ELM - Structure Filter Details

More indepth details on the Structure Filter

Data source for reference structures
Accessibility and secondary structure assignment
Score of an individual position
Score of a match
Benchmark
Score calibration
Background score distributions

Data source for reference structures

Before the structural context of ELM matches can be evaluated, it is necessary to define and select the structural unit. Structure files may contain large protein complexes, single proteins, single or multiple chains, single globular domains and many other types of molecule. The dependency of ELM accessibility on globular domain rearrangements implies that multi-domain structures are not a suitable structural unit for structure filtering. The appropriate units therefore appear to be the individual globular domains themselves. Therefore we chose the SCOP protein domain definition as provided by the ASTRAL resource as the reference structure dataset to be used to implement the structure filter.
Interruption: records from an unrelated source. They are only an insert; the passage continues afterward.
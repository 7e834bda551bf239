//! Segment tree ("stree"): an exponential interval tree tracking, per
//! label-set segment, which time buckets hold profiling data at which
//! resolution.
//!
//! Depth 0 nodes span the base resolution; each level up multiplies the
//! span by the branching factor. The root grows upward when writes fall
//! outside its span, and children materialize lazily on the way down.
//! Writes and reads communicate through callbacks carrying exact
//! rational overlap fractions, so repeated partial-interval scaling
//! never accumulates float error.

use crate::core::{EmberError, Result};
use crate::storage::retention::RetentionPolicy;
use chrono::{DateTime, Duration, Utc};
use num_rational::Ratio;
use serde::{Deserialize, Serialize};
use std::collections::HashMap;
use std::sync::Arc;

/// Immutable bucket geometry shared by every segment of a store.
///
/// Owned per store and passed by `Arc` to each segment at construction;
/// two stores with different geometry cannot interfere.
#[derive(Debug, Clone, Default, PartialEq, Eq)]
pub struct SegmentGeometry {
    multiplier: usize,
    /// Span of one node at each depth, in seconds.
    durations: Vec<i64>,
}

impl SegmentGeometry {
    pub fn new(resolution: std::time::Duration, multiplier: usize, max_depth: usize) -> Self {
        let base = resolution.as_secs().max(1) as i64;
        let mut durations = Vec::with_capacity(max_depth);
        let mut span = base;
        for _ in 0..max_depth.max(1) {
            durations.push(span);
            match span.checked_mul(multiplier as i64) {
                Some(next) => span = next,
                None => break,
            }
        }
        Self {
            multiplier,
            durations,
        }
    }

    pub fn multiplier(&self) -> usize {
        self.multiplier
    }

    /// Base bucket span.
    pub fn resolution_secs(&self) -> i64 {
        self.durations[0]
    }

    pub fn max_depth(&self) -> usize {
        self.durations.len()
    }

    fn duration_at(&self, depth: usize) -> i64 {
        self.durations[depth]
    }

    /// Truncate down to a multiple of the given depth's span.
    pub fn truncate(&self, t: DateTime<Utc>, depth: usize) -> DateTime<Utc> {
        let span = self.duration_at(depth);
        let ts = t.timestamp();
        datetime(ts.div_euclid(span) * span)
    }

    /// Align `[st, et)` to the base resolution: start truncated down,
    /// end truncated up unless already aligned.
    pub fn normalize(&self, st: DateTime<Utc>, et: DateTime<Utc>) -> (DateTime<Utc>, DateTime<Utc>) {
        let st = self.truncate(st, 0);
        let et2 = self.truncate(et, 0);
        if et2 == et && st != et2 {
            return (st, et);
        }
        (st, et2 + Duration::seconds(self.resolution_secs()))
    }
}

fn datetime(secs: i64) -> DateTime<Utc> {
    DateTime::from_timestamp(secs, 0).unwrap_or(DateTime::UNIX_EPOCH)
}

/// How a node span relates to a query span. Exactly one definition,
/// used uniformly by both the write and the read walk:
/// `Inside` means the node lies within the query, `Contain` means the
/// node contains the query. Spans touching at a boundary are `Outside`.
#[derive(Debug, Clone, Copy, PartialEq, Eq)]
pub enum Relationship {
    Match,
    Inside,
    Contain,
    Overlap,
    Outside,
}

fn relationship(
    t1: DateTime<Utc>,
    t2: DateTime<Utc>,
    st: DateTime<Utc>,
    et: DateTime<Utc>,
) -> Relationship {
    if et <= t1 || t2 <= st {
        Relationship::Outside
    } else if t1 == st && t2 == et {
        Relationship::Match
    } else if st <= t1 && t2 <= et {
        Relationship::Inside
    } else if t1 <= st && et <= t2 {
        Relationship::Contain
    } else {
        Relationship::Overlap
    }
}

/// A pre-existing finer-grained aggregate that a newly settled coarse
/// node must fold in to stay consistent.
#[derive(Debug, Clone, Copy, PartialEq, Eq)]
pub struct Addon {
    pub depth: usize,
    pub time: DateTime<Utc>,
}

#[derive(Debug, Clone, Serialize, Deserialize)]
struct StreeNode {
    depth: usize,
    time: DateTime<Utc>,
    present: bool,
    samples: u64,
    writes: u64,
    children: Vec<Option<Box<StreeNode>>>,
}

impl StreeNode {
    fn new(time: DateTime<Utc>, depth: usize, multiplier: usize) -> Self {
        let children = if depth > 0 {
            (0..multiplier).map(|_| None).collect()
        } else {
            Vec::new()
        };
        Self {
            depth,
            time,
            present: false,
            samples: 0,
            writes: 0,
            children,
        }
    }

    fn end_time(&self, geo: &SegmentGeometry) -> DateTime<Utc> {
        self.time + Duration::seconds(geo.duration_at(self.depth))
    }

    fn relationship(&self, geo: &SegmentGeometry, st: DateTime<Utc>, et: DateTime<Utc>) -> Relationship {
        relationship(self.time, self.end_time(geo), st, et)
    }

    fn is_before(&self, geo: &SegmentGeometry, rt: DateTime<Utc>) -> bool {
        self.end_time(geo) <= rt
    }

    fn is_after(&self, rt: DateTime<Utc>) -> bool {
        self.time > rt
    }

    /// Fraction of this node's span covered by `[st, et)`.
    fn overlap_read(&self, geo: &SegmentGeometry, st: DateTime<Utc>, et: DateTime<Utc>) -> Ratio<u64> {
        let t2 = self.end_time(geo);
        let covered = (t2.min(et) - self.time.max(st)).num_seconds().max(0) as u64;
        Ratio::new(covered, geo.duration_at(self.depth) as u64)
    }

    /// Fraction of the write `[st, et)` that lands in this node's span.
    fn overlap_write(&self, geo: &SegmentGeometry, st: DateTime<Utc>, et: DateTime<Utc>) -> Ratio<u64> {
        let t2 = self.end_time(geo);
        let covered = (t2.min(et) - self.time.max(st)).num_seconds().max(0) as u64;
        Ratio::new(covered, (et - st).num_seconds() as u64)
    }

    /// Collect present descendants. Called on a node about to become
    /// present for the first time: its new aggregate must account for
    /// data already recorded more granularly below it.
    fn find_addons(&self, out: &mut Vec<Addon>) {
        if self.present {
            out.push(Addon {
                depth: self.depth,
                time: self.time,
            });
            return;
        }
        for child in self.children.iter().flatten() {
            child.find_addons(out);
        }
    }

    /// Re-parent an old root under a freshly grown one.
    fn replace(&mut self, geo: &SegmentGeometry, child: Box<StreeNode>) {
        let i = (child.time - self.time).num_seconds() / geo.duration_at(child.depth);
        self.children[i as usize] = Some(child);
    }

    fn put(
        &mut self,
        geo: &SegmentGeometry,
        st: DateTime<Utc>,
        et: DateTime<Utc>,
        samples: u64,
        cb: &mut dyn FnMut(usize, DateTime<Utc>, Ratio<u64>, &[Addon]),
    ) {
        let rel = self.relationship(geo, st, et);
        if rel == Relationship::Outside {
            return;
        }

        let mut children_count = 0;
        let create_children =
            rel == Relationship::Contain || rel == Relationship::Overlap;
        if self.depth > 0 {
            let child_span = geo.duration_at(self.depth - 1);
            for i in 0..self.children.len() {
                if create_children && self.children[i].is_none() {
                    let child_t = self.time + Duration::seconds(i as i64 * child_span);
                    let child_rel =
                        relationship(child_t, child_t + Duration::seconds(child_span), st, et);
                    if child_rel != Relationship::Outside {
                        self.children[i] = Some(Box::new(StreeNode::new(
                            child_t,
                            self.depth - 1,
                            geo.multiplier,
                        )));
                    }
                }
                if self.children[i].is_some() {
                    children_count += 1;
                }
            }
        }

        let r = self.overlap_write(geo, st, et);
        self.samples += scale(samples, r);
        self.writes += 1;

        // Settle here when the write covers this node entirely, when the
        // write touches more than one child, or when an aggregate for
        // this node already exists and must stay current.
        if rel == Relationship::Match
            || rel == Relationship::Inside
            || children_count > 1
            || self.present
        {
            let mut addons = Vec::new();
            if !self.present {
                for child in self.children.iter().flatten() {
                    child.find_addons(&mut addons);
                }
            }
            cb(self.depth, self.time, r, &addons);
            self.present = true;
        }

        for child in self.children.iter_mut().flatten() {
            child.put(geo, st, et, samples, cb);
        }
    }

    fn get(
        &self,
        geo: &SegmentGeometry,
        watermarks: &Watermarks,
        st: DateTime<Utc>,
        et: DateTime<Utc>,
        cb: &mut dyn FnMut(&StreeNode, Ratio<u64>),
    ) {
        match self.relationship(geo, st, et) {
            Relationship::Outside => return,
            Relationship::Contain | Relationship::Overlap => {
                // Defer to children.
            },
            Relationship::Inside | Relationship::Match => {
                // The aggregate covers everything needed.
                if self.present {
                    cb(self, Ratio::new(1, 1));
                    return;
                }
            },
        }
        // Children dropped by level retention: serve a down-sampled
        // share of this node's own aggregate instead.
        if self.depth > 0 && self.present {
            if let Some(wm) = watermarks.levels.get(&(self.depth - 1)) {
                if self.time < *wm {
                    cb(self, self.overlap_read(geo, st, et));
                    return;
                }
            }
        }
        for child in self.children.iter().flatten() {
            child.get(geo, watermarks, st, et, cb);
        }
    }

    /// Prune stale descendants in place; returns whether this node is
    /// itself due for deletion.
    fn delete_nodes_before(&mut self, geo: &SegmentGeometry, policy: &RetentionPolicy) -> bool {
        if policy.levels_empty() && self.is_after(policy.absolute_time()) {
            return false;
        }
        let remove = self.is_before(geo, policy.threshold_for_level(self.depth));
        for slot in &mut self.children {
            if let Some(child) = slot {
                if child.delete_nodes_before(geo, policy) {
                    *slot = None;
                }
            }
        }
        remove
    }

    /// Report every node the policy would delete, parents before
    /// children, without mutating the tree.
    fn walk_nodes_to_delete(
        &self,
        geo: &SegmentGeometry,
        policy: &RetentionPolicy,
        cb: &mut dyn FnMut(usize, DateTime<Utc>) -> Result<()>,
    ) -> Result<bool> {
        if policy.levels_empty() && self.is_after(policy.absolute_time()) {
            return Ok(false);
        }
        let remove = self.is_before(geo, policy.threshold_for_level(self.depth));
        if remove {
            cb(self.depth, self.time)?;
        }
        for child in self.children.iter().flatten() {
            child.walk_nodes_to_delete(geo, policy, cb)?;
        }
        Ok(remove)
    }

    fn walk_leafmost(
        &self,
        geo: &SegmentGeometry,
        st: DateTime<Utc>,
        et: DateTime<Utc>,
        cb: &mut dyn FnMut(usize, DateTime<Utc>, u64),
    ) {
        if self.relationship(geo, st, et) == Relationship::Outside {
            return;
        }
        let mut has_children = false;
        for child in self.children.iter().flatten() {
            has_children = true;
            child.walk_leafmost(geo, st, et, cb);
        }
        if !has_children && self.present {
            cb(self.depth, self.time, self.samples);
        }
    }
}

fn scale(samples: u64, r: Ratio<u64>) -> u64 {
    ((samples as u128 * *r.numer() as u128) / *r.denom() as u128) as u64
}

/// Retention enforcement watermarks: reads below a watermark fall back
/// to coarser aggregates because the finer ones are gone.
#[derive(Debug, Clone, Serialize, Deserialize)]
pub struct Watermarks {
    pub absolute_time: DateTime<Utc>,
    pub levels: HashMap<usize, DateTime<Utc>>,
}

impl Default for Watermarks {
    fn default() -> Self {
        Self {
            absolute_time: DateTime::UNIX_EPOCH,
            levels: HashMap::new(),
        }
    }
}

/// Whether query results sum contributing writes or average over them.
#[derive(Debug, Clone, Copy, Default, PartialEq, Eq, Serialize, Deserialize)]
#[serde(rename_all = "lowercase")]
pub enum AggregationType {
    #[default]
    Sum,
    Average,
}

/// Sample value units, carried through to query output.
#[derive(Debug, Clone, Copy, Default, PartialEq, Eq, Serialize, Deserialize)]
#[serde(rename_all = "lowercase")]
pub enum Units {
    #[default]
    Samples,
    Objects,
    Bytes,
}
The user-submitted query sequence is first scanned for ELM matches and then aligned to the database of ASTRAL sequences derived from SCOP domains. The hit with the highest sequence identity and coverage to the query sequence is selected as the reference structure. If more than one hit has the same sequence identity and coverage to the query sequence, the structure with the best experimental resolution is taken as reference and, for the same resolution, one hit is chosen randomly. This approach may result in, for example, the organism source of the reference structure being different from the organism source of the user query sequence. However, since proteins with identical sequences fold into identical structures, the procedure for the selection of the reference structure will only introduce minimal bias in the calculation of solvent accessibility and secondary structure values.

For the structure filter to be applicable, two conditions must hold:

1) it is possible to align the query sequence or a region of it to one or more (non-overlapping) structural domains.
(≥70% identity to the query sequence)
2) at least one ELM match falls in an aligned region, i.e. can be mapped onto a 3D domain.

Accessibility and secondary structure assignment

The solvent accessibility and secondary structure values are collected from DSSP files. For the solvent exposure of a residue, a relative (normalized) value is calculated as the ratio of the residue's accessibility DSSP value to the residue accessible surface area value as defined by Miller and co-workers (Miller et al., 1987). The latter is calculated for the residue in a Gly-Xaa-Gly tripeptide in extended conformation. The relative accessibility varies between 0 and 1.5.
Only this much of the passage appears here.